Abstract Background The role of necroptosis in myocardial injury has not been fully characterized. Here we examined roles of mitochondrial permeability transition pore (mPTP) and autophagy in necroptosis of cardiomyocytes. Methods and results In H9c2 cells, necroptosis was induced by treatment with TNF-α (TNF) and z-VAD-fmk (zVAD) for 24 h, and necroptotic death was determined by LDH release (as % of total). TNF/zVAD increased LDH release from 16.6 ± 4.3% to 60.6 ± 2.7%, and the LDH release was suppressed by necrostatin-1 (29.4 ± 4.0%), a RIP1 inhibitor, and by siRNA-mediated knockdown of RIP3 (27.7 ± 2.0%), confirming RIP1-RIP3-dependent necroptosis. TNF/zVAD-induced necroptosis was not attenuated by mPTP inhibitors or GSK-3β inhibitors. TNF/zVAD increased LC3-II level, but the change was not further enhanced by bafilomycin A1. The increase of LC3-II by TNF/zVAD was associated with suppression of both autophagic flux and LC3-LAMP1 co-localization.
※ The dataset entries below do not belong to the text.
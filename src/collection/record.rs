use std::collections::BTreeMap;

use serde::{Deserialize, Serialize};

use crate::{collection::parser::RawRow, common, config};

/// A normalized collection entry. Artist and title may be empty.
#[derive(Debug, Clone, PartialEq, Eq, Serialize, Deserialize)]
pub struct CollectionRecord {
    artist: String,
    title: String,
    raw_fields: BTreeMap<String, String>,
}

impl CollectionRecord {
    pub fn new(artist: impl Into<String>, title: impl Into<String>) -> Self {
        Self {
            artist: artist.into(),
            title: title.into(),
            raw_fields: BTreeMap::new(),
        }
    }

    pub fn with_fields(
        artist: impl Into<String>,
        title: impl Into<String>,
        raw_fields: BTreeMap<String, String>,
    ) -> Self {
        Self {
            artist: artist.into(),
            title: title.into(),
            raw_fields,
        }
    }

    pub fn artist(&self) -> &str {
        &self.artist
    }

    pub fn title(&self) -> &str {
        &self.title
    }

    pub fn raw_fields(&self) -> &BTreeMap<String, String> {
        &self.raw_fields
    }

    /// Case-insensitive lookup of an original column.
    pub fn field(&self, name: &str) -> Option<&str> {
        let name = name.to_lowercase();
        self.raw_fields
            .iter()
            .find(|(header, _)| header.to_lowercase() == name)
            .map(|(_, value)| value.as_str())
    }

    /// Both artist and title are present, so a catalog query makes sense.
    pub fn is_searchable(&self) -> bool {
        !self.artist.is_empty() && !self.title.is_empty()
    }

    /// `Artist - Title` with `Unknown` standing in for missing parts.
    pub fn label(&self) -> String {
        let artist = if self.artist.is_empty() { "Unknown" } else { &self.artist };
        let title = if self.title.is_empty() { "Unknown" } else { &self.title };
        format!("{} - {}", artist, title)
    }
}

/// Header names accepted for the artist and title columns, in priority order.
#[derive(Debug, Clone, PartialEq, Eq)]
pub struct FieldAliases {
    pub artist: Vec<String>,
    pub title: Vec<String>,
}

impl Default for FieldAliases {
    fn default() -> Self {
        Self {
            artist: common::DEFAULT_ARTIST_FIELDS.iter().map(|f| f.to_string()).collect(),
            title: common::DEFAULT_TITLE_FIELDS.iter().map(|f| f.to_string()).collect(),
        }
    }
}

impl FieldAliases {
    pub fn from_env() -> Self {
        Self {
            artist: config::artist_fields(),
            title: config::title_fields(),
        }
    }
}

/// Returns the first non-empty value whose header matches an alias, trying aliases
/// in order and ignoring case.
pub fn lookup_field(row: &RawRow, aliases: &[String]) -> String {
    for alias in aliases {
        let alias = alias.to_lowercase();
        let hit = row
            .iter()
            .find(|(header, value)| !value.is_empty() && header.to_lowercase() == alias);
        if let Some((_, value)) = hit {
            return value.clone();
        }
    }
    String::new()
}

/// One record per row, in row order.
pub fn normalize(rows: &[RawRow], aliases: &FieldAliases) -> Vec<CollectionRecord> {
    rows.iter()
        .map(|row| {
            CollectionRecord::with_fields(
                lookup_field(row, &aliases.artist),
                lookup_field(row, &aliases.title),
                row.clone(),
            )
        })
        .collect()
}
TNF/zVAD did not modify phosphorylation of Akt, p70s6K, AMPK, ULK1 or VASP but significantly increased RIP1-p62 binding and conversely reduced p62-LC3 binding. Rapamycin inhibited RIP1-p62 and RIP1-RIP3 interactions induced by TNF/zVAD and partly restored autophagic flux and suppressed LDH release in TNF/zVAD-treated cells. The effect of rapamycin on LDH release was reduced by knockdown of Atg5 expression. Knockdown of p62 by siRNA augmented LDH release by TNF/zVAD. Conclusion Suppression of autophagic flux contributes to RIP1-RIP3 interaction and necroptosis of cardiomyocytes, and sequestration of p62 from its interaction with LC3-II by p62-RIP1 interaction possibly underlies the suppressed autophagy. The mPTP is unlikely to play a major role in execution of necroptosis in cardiomyocytes.